In another room, I have the original 6.3 remote supplied with the 622 (for TV2) now working to control TV1, and another 8.0 UHF Pro to control TV2... I have TV1 and TV2 on the RF cable channels 77 and 79, for viewing and setting DVR events in other rooms... Yes, I know the RF modulated video is not HD, its fine for setting DVR events, and not everything is in HD anyway.

Works very nicely.. the remote looks a bit odd with no key, but works great. Getting the "proper" "Blue UHF Pro 2" key is probably next to impossible.

Thanks for your assitance.

Mitch


----------



## CABill (Mar 20, 2005)

mitch672 said:


> Works very nicely.. the remote looks a bit odd with no key, but works great. Getting the "proper" "Blue UHF Pro 2" key is probably next to impossible.

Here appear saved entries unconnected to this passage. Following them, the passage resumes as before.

//! Symbol-query dispatch
//!
//! The dispatcher resolves each project activation to a backend and routes
//! symbol operations there. The LSP backend drives the in-process client
//! core; the JetBrains backend is an external editor plugin registered by
//! the embedder and only its contract lives here.

use async_trait::async_trait;
use indexmap::IndexMap;
use lantern_core::prelude::*;
use lantern_lsp::{FileLocation, ServerRegistry, SymbolInfo, SymbolSummary, SymbolTreeNode};
use lantern_settings::{LanguageBackend, Settings};
use parking_lot::RwLock;
use std::path::{Path, PathBuf};
use std::sync::Arc;

use crate::backend::BackendSelector;
use crate::project::{ProjectEntry, ProjectRegistry};

/// The symbol operations a backend must service
#[async_trait]
pub trait SymbolBackend: Send + Sync + std::fmt::Debug {
  async fn request_document_symbols(
    &self,
    project: &ProjectEntry,
    language: &str,
    path: &Path,
  ) -> Result<(Vec<SymbolInfo>, Vec<SymbolInfo>)>;

  async fn request_full_symbol_tree(
    &self,
    project: &ProjectEntry,
    language: &str,
  ) -> Result<Vec<SymbolTreeNode>>;

  async fn request_references(
    &self,
    project: &ProjectEntry,
    language: &str,
    path: &Path,
    line: u32,
    character: u32,
  ) -> Result<Vec<FileLocation>>;

  async fn request_definition(
    &self,
    project: &ProjectEntry,
    language: &str,
    path: &Path,
    line: u32,
    character: u32,
  ) -> Result<Vec<FileLocation>>;

  async fn request_containing_symbol(
    &self,
    project: &ProjectEntry,
    language: &str,
    path: &Path,
    line: u32,
    character: u32,
    include_body: bool,
  ) -> Result<Option<SymbolInfo>>;

  async fn request_defining_symbol(
    &self,
    project: &ProjectEntry,
    language: &str,
    path: &Path,
    line: u32,
    character: u32,
  ) -> Result<Option<SymbolInfo>>;

  async fn request_document_overview(
    &self,
    project: &ProjectEntry,
    language: &str,
    path: &Path,
  ) -> Result<Vec<SymbolSummary>>;

  async fn request_dir_overview(
    &self,
    project: &ProjectEntry,
    language: &str,
    dir: &Path,
  ) -> Result<IndexMap<PathBuf, Vec<SymbolSummary>>>;

  /// Tear down whatever the backend holds for shutdown
  async fn shutdown(&self);
}

/// The in-process LSP backend over the server registry
pub struct LspSymbolBackend {
  registry: ServerRegistry,
  settings: Settings,
}

impl std::fmt::Debug for LspSymbolBackend {
  fn fmt(&self, f: &mut std::fmt::Formatter<'_>) -> std::fmt::Result {
    f.debug_struct("LspSymbolBackend").finish_non_exhaustive()
  }
}

impl LspSymbolBackend {
  pub fn new(settings: Settings) -> Self {
    Self {
      registry: ServerRegistry::new(),
      settings,
    }
  }

  async fn server(
    &self,
    project: &ProjectEntry,
    language: &str,
  ) -> Result<Arc<lantern_lsp::LspServer>> {
    self
      .registry
      .get_or_start(&project.name, language, &project.root, &self.settings)
      .await
  }
}

#[async_trait]
impl SymbolBackend for LspSymbolBackend {
  async fn request_document_symbols(
    &self,
    project: &ProjectEntry,
    language: &str,
    path: &Path,
  ) -> Result<(Vec<SymbolInfo>, Vec<SymbolInfo>)> {
    self.server(project, language).await?.request_document_symbols(path).await
  }

  async fn request_full_symbol_tree(
    &self,
    project: &ProjectEntry,
    language: &str,
  ) -> Result<Vec<SymbolTreeNode>> {
    self.server(project, language).await?.request_full_symbol_tree().await
  }

  async fn request_references(
    &self,
    project: &ProjectEntry,
    language: &str,
    path: &Path,
    line: u32,
    character: u32,
  ) -> Result<Vec<FileLocation>> {
    self
      .server(project, language)
      .await?
      .request_references(path, line, character)
      .await
  }

  async fn request_definition(
    &self,
    project: &ProjectEntry,
    language: &str,
    path: &Path,
    line: u32,
    character: u32,
  ) -> Result<Vec<FileLocation>> {
    self
      .server(project, language)
      .await?
      .request_definition(path, line, character)
      .await
  }

  async fn request_containing_symbol(
    &self,
    project: &ProjectEntry,
    language: &str,
    path: &Path,
    line: u32,
    character: u32,
    include_body: bool,
  ) -> Result<Option<SymbolInfo>> {
    self
      .server(project, language)
      .await?
      .request_containing_symbol(path, line, character, include_body)
      .await
  }

  async fn request_defining_symbol(
    &self,
    project: &ProjectEntry,
    language: &str,
    path: &Path,
    line: u32,
    character: u32,
  ) -> Result<Option<SymbolInfo>> {
    self
      .server(project, language)
      .await?
      .request_defining_symbol(path, line, character)
      .await
  }

  async fn request_document_overview(
    &self,
    project: &ProjectEntry,
    language: &str,
    path: &Path,
  ) -> Result<Vec<SymbolSummary>> {
    self
      .server(project, language)
      .await?
      .request_document_overview(path)
      .await
  }

  async fn request_dir_overview(
    &self,
    project: &ProjectEntry,
    language: &str,
    dir: &Path,
  ) -> Result<IndexMap<PathBuf, Vec<SymbolSummary>>> {
    self.server(project, language).await?.request_dir_overview(dir).await
  }

  async fn shutdown(&self) {
    self.registry.stop_all().await;
  }
}

/// Routes each project's symbol queries to the effective backend
pub struct Dispatcher {
  selector: BackendSelector,
  projects: ProjectRegistry,
  lsp: Arc<dyn SymbolBackend>,
  external: RwLock<Option<Arc<dyn SymbolBackend>>>,
}

impl Dispatcher {
  /// Build a dispatcher; `startup_project`, when given, latches the
  /// session backend immediately.
  pub fn new(settings: Settings, startup_project: Option<&ProjectEntry>) -> Result<Self> {
    let selector = BackendSelector::new(settings.language_backend);
    if let Some(project) = startup_project {
      selector.activate(&project.name, project.backend_override)?;
    }
    Ok(Self {
      selector,
      projects: ProjectRegistry::new(),
      lsp: Arc::new(LspSymbolBackend::new(settings)),
      external: RwLock::new(None),
    })
  }

  /// Register the out-of-process editor-plugin backend
  pub fn set_external_backend(&self, backend: Arc<dyn SymbolBackend>) {
    *self.external.write() = Some(backend);
  }

  /// Project registry for this session
  pub fn projects(&self) -> &ProjectRegistry {
    &self.projects
  }

  /// The backend currently in effect
  pub fn effective_backend(&self) -> LanguageBackend {
    self.selector.effective()
  }

  /// Activate a project and return the backend servicing its queries.
  ///
  /// Fails with `BackendMismatch` when the project demands a different
  /// backend than the one latched for this session.
  pub fn activate(&self, project_name: &str) -> Result<(Arc<ProjectEntry>, Arc<dyn SymbolBackend>)> {
    let project = self.projects.get(project_name)?;
    let backend = self.selector.activate(&project.name, project.backend_override)?;
    let routed = match backend {
      LanguageBackend::Lsp => Arc::clone(&self.lsp),
      LanguageBackend::JetBrains => self
        .external
        .read()
        .clone()
        .ok_or_else(|| Error::BackendUnavailable("JetBrains".to_string()))?,
    };
    debug!(project = %project.name, backend = %backend, "Project activated");
    Ok((project, routed))
  }

  /// Tear everything down
  pub async fn shutdown(&self) {
    self.lsp.shutdown().await;
    if let Some(external) = self.external.read().clone() {
      external.shutdown().await;
    }
  }
}

#[cfg(test)]
mod tests {
  use super::*;

  fn settings_with(backend: LanguageBackend) -> Settings {
    Settings {
      language_backend: backend,
      ..Settings::default()
    }
  }

  #[test]
  fn test_activation_rules_match_session_latch() {
    let dispatcher = Dispatcher::new(settings_with(LanguageBackend::Lsp), None).unwrap();
    dispatcher.projects().register(ProjectEntry::new("plain", "/w/plain"));
    dispatcher.projects().register(
      ProjectEntry::new("jetbrains", "/w/jb").with_backend(LanguageBackend::JetBrains),
    );
    dispatcher
      .projects()
      .register(ProjectEntry::new("lsp", "/w/lsp").with_backend(LanguageBackend::Lsp));

    // First activation latches LSP (no override -> session default)
    dispatcher.activate("plain").unwrap();
    assert_eq!(dispatcher.effective_backend(), LanguageBackend::Lsp);

    // JetBrains override now mismatches
    let err = dispatcher.activate("jetbrains").unwrap_err();
    assert!(matches!(err, Error::BackendMismatch { .. }));

    // Explicit LSP override matches
    dispatcher.activate("lsp").unwrap();
  }

  #[test]
  fn test_startup_project_latches_backend() {
    let project = ProjectEntry::new("ide", "/w/ide").with_backend(LanguageBackend::JetBrains);
    let dispatcher =
      Dispatcher::new(settings_with(LanguageBackend::Lsp), Some(&project)).unwrap();
    assert_eq!(dispatcher.effective_backend(), LanguageBackend::JetBrains);
  }

  #[test]
  fn test_jetbrains_route_requires_registered_plugin() {
    let project = ProjectEntry::new("ide", "/w/ide").with_backend(LanguageBackend::JetBrains);
    let dispatcher =
      Dispatcher::new(settings_with(LanguageBackend::Lsp), Some(&project)).unwrap();
    dispatcher.projects().register(project);

    let err = dispatcher.activate("ide").unwrap_err();
    assert!(matches!(err, Error::BackendUnavailable(_)));
  }

  #[test]
  fn test_unknown_project() {
    let dispatcher = Dispatcher::new(Settings::default(), None).unwrap();
    assert!(matches!(
      dispatcher.activate("ghost"),
      Err(Error::ProjectNotFound(_))
    ));
  }
}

In this post, Mike mentions
I purchased from here.
You want a Green TV1 UHF Pro - $5 plus shipping.

I got a 6.2 replacement kit and it came with 4 keys for "I'll replace anything". PM me with an address and I can send you a key that you can MODIFY to fill the gap. If you trim the plastic prongs so they are the same width on each side, it doesn't move the switch when you insert it. You position the switch manually and this just covers the hole. I'm keeping the green key with a black 1 that positions it properly.


----------



## mitch672 (Feb 28, 2006)

Thanks, I'll just order a key for $5.00 from that link, I could take a key from one of my old 4.0 UHF remotes for the 322 and file that if I wanted to as well... It's too bad they don't document this a little better in the manual, or even mention it very much. I guess they want to lease more receivers 

Mitch



CABill said:


> In this post, Mike mentions
> I purchased from here.
> You want a Green TV1 UHF Pro - $5 plus shipping.
> 
> I got a 6.2 replacement kit and it came with 4 keys for "I'll replace anything". PM me with an address and I can send you a key that you can MODIFY to fill the gap. If you trim the plastic prongs so they are the same width on each side, it doesn't move the switch when you insert it. You position the switch manually and this just covers the hole. I'm keeping the green key with a black 1 that positions it properly.


----------



## CABill (Mar 20, 2005)

If you have a key on a 4.0, you could try using it without modification. Do NOT put the 6.3 key into the 4.0 though. I've never had a 4.0, but do have 6.0s. Its key positions the 6.3 remote between the two central switch positions (#2 and #3 if numbered from 1-4). I think my 6.0 shows a Blue 2 when in position 3 to operate TV1 via UHF. You might already have something to fill that ugly hole .


----------



## gbez (Jan 30, 2004)

Mitch -

you have done exactly what i want to do. How EXACTLY do you get 8.0 to control tv2? do i have to change the address? i dont know how to change the band.

thanks


----------



## CABill (Mar 20, 2005)

Get the receiver to a System Info screen and hit the Record button on the 8.0 remote. That remote should now control TV2.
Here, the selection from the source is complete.